▸ YOUR TASK: Return each line of the records holding the string "Uuid".
*** PROVIDED RECORDS ***
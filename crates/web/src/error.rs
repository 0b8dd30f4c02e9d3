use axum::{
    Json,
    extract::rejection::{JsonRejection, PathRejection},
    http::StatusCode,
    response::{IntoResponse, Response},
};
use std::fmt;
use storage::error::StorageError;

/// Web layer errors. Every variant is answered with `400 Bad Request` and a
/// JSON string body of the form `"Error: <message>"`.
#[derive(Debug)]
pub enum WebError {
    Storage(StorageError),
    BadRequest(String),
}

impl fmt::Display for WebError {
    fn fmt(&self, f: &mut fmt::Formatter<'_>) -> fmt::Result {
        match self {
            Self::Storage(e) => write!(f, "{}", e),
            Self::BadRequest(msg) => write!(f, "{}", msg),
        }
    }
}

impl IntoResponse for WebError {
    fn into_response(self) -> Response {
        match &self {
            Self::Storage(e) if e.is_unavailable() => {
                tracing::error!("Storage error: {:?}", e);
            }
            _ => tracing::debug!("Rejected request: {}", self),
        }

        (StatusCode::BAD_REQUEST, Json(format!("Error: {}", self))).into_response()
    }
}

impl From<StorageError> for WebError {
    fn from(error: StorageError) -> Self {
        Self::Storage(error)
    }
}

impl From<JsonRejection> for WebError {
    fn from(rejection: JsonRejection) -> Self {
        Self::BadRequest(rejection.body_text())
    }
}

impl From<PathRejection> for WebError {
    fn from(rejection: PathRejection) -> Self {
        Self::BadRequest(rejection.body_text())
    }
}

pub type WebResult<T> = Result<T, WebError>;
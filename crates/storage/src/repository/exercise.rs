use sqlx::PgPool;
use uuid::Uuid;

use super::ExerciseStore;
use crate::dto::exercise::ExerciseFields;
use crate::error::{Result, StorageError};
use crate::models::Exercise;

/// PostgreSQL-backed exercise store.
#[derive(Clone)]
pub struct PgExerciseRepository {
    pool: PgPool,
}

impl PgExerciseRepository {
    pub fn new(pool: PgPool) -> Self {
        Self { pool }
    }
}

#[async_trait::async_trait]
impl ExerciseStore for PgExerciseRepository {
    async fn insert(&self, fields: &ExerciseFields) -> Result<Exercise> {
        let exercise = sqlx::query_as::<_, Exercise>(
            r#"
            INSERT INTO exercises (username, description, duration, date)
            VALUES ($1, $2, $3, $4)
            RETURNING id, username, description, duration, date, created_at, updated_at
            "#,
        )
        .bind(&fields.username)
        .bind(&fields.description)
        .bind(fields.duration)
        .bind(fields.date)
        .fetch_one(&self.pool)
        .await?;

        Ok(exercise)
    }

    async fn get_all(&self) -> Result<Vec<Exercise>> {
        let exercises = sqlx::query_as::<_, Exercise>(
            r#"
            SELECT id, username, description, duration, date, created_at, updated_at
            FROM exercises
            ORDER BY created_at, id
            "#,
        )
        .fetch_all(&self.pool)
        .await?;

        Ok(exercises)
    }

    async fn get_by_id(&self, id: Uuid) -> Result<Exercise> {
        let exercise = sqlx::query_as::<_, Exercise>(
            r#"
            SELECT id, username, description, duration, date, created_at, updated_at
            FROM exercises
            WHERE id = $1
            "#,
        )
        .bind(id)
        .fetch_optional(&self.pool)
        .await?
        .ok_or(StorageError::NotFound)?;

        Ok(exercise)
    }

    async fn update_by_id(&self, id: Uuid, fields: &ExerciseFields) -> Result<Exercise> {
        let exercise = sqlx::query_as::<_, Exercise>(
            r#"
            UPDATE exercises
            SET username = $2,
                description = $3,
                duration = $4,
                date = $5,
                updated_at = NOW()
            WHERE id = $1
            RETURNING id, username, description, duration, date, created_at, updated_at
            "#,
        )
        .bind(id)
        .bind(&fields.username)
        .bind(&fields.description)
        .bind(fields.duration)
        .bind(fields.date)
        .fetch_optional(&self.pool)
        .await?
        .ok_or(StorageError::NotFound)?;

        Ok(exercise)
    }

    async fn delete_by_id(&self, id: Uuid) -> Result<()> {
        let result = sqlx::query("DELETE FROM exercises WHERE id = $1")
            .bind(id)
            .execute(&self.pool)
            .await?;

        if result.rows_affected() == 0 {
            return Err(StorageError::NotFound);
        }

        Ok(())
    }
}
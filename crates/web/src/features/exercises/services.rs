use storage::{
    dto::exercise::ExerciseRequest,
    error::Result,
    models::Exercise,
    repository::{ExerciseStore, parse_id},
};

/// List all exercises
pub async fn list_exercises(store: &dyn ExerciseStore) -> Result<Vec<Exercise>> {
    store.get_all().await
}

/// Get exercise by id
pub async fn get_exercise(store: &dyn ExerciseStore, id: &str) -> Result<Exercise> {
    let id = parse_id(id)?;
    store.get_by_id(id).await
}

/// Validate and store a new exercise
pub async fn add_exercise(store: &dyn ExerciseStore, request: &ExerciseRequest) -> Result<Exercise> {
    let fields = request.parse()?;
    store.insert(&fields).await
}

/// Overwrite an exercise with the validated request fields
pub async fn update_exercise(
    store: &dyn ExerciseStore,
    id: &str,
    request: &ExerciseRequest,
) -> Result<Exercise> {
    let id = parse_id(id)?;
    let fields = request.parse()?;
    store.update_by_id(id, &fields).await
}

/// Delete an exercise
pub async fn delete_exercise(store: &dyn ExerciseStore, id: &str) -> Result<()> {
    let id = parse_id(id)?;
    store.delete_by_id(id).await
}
*** End of PROVIDED RECORDS ***
*** PROVIDED RECORDS ***
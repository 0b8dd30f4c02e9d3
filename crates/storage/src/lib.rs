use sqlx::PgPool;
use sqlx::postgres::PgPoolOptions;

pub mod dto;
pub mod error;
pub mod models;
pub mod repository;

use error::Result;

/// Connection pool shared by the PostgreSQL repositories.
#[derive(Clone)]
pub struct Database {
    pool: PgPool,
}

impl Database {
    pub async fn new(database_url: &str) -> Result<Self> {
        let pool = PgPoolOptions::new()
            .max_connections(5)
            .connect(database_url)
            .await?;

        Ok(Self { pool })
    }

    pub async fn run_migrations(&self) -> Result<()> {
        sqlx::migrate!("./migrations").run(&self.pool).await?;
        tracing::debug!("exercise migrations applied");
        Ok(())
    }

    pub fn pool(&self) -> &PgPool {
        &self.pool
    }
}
*** End of PROVIDED RECORDS ***
*** PROVIDED RECORDS ***
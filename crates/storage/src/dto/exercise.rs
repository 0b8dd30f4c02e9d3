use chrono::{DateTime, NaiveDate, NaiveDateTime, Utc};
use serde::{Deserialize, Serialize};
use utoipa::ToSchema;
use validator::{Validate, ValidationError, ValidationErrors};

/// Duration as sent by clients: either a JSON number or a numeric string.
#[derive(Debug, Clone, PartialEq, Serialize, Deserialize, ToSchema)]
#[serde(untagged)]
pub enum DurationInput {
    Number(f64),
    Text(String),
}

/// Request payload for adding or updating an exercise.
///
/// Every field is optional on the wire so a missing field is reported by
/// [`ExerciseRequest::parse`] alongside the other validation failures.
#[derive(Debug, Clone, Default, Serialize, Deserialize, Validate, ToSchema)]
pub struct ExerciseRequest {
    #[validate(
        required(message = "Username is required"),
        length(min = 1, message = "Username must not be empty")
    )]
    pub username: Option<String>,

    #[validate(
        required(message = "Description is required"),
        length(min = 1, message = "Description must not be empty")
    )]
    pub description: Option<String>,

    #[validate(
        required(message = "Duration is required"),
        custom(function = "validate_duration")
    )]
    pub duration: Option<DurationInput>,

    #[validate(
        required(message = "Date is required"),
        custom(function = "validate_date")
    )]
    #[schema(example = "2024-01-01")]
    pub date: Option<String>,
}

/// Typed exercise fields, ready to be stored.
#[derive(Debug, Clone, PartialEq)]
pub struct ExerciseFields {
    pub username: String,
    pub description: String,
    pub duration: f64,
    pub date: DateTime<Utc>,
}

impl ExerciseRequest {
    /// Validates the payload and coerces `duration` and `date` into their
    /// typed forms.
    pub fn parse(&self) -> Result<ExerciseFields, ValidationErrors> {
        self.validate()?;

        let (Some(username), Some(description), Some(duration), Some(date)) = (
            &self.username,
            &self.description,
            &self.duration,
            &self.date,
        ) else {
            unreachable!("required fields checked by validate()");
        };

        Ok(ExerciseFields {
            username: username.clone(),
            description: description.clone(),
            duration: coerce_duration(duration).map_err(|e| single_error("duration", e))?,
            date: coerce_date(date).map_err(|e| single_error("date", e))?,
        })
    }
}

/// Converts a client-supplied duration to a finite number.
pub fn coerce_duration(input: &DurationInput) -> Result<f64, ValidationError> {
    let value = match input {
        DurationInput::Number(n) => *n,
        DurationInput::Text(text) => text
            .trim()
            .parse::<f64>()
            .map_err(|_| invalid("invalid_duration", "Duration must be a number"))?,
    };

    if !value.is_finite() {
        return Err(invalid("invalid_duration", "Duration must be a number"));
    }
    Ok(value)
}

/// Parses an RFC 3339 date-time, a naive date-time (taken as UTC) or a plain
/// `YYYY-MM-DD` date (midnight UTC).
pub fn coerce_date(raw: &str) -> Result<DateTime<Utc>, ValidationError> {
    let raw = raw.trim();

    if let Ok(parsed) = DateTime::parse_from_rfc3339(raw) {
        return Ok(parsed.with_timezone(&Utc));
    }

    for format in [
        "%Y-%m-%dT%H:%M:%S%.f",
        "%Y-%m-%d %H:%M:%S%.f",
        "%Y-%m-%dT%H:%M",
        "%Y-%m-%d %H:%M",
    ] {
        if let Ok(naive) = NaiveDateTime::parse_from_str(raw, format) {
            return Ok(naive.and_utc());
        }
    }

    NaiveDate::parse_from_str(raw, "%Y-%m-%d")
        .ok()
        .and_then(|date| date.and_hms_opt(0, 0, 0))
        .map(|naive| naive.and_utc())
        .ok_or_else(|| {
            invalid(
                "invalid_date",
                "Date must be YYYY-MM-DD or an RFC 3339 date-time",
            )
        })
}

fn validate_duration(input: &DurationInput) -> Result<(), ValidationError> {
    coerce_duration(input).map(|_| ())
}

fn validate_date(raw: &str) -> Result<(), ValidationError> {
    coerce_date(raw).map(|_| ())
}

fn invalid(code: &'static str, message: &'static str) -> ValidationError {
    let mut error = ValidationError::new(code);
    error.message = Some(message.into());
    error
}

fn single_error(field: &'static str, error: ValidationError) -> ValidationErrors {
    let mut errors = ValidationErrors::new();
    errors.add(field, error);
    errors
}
*** End of PROVIDED RECORDS ***
▸ PROBLEM SOLUTION:
use uuid::Uuid;
    async fn get_by_id(&self, id: Uuid) -> Result<Exercise> {
    async fn update_by_id(&self, id: Uuid, fields: &ExerciseFields) -> Result<Exercise> {
    async fn delete_by_id(&self, id: Uuid) -> Result<()> {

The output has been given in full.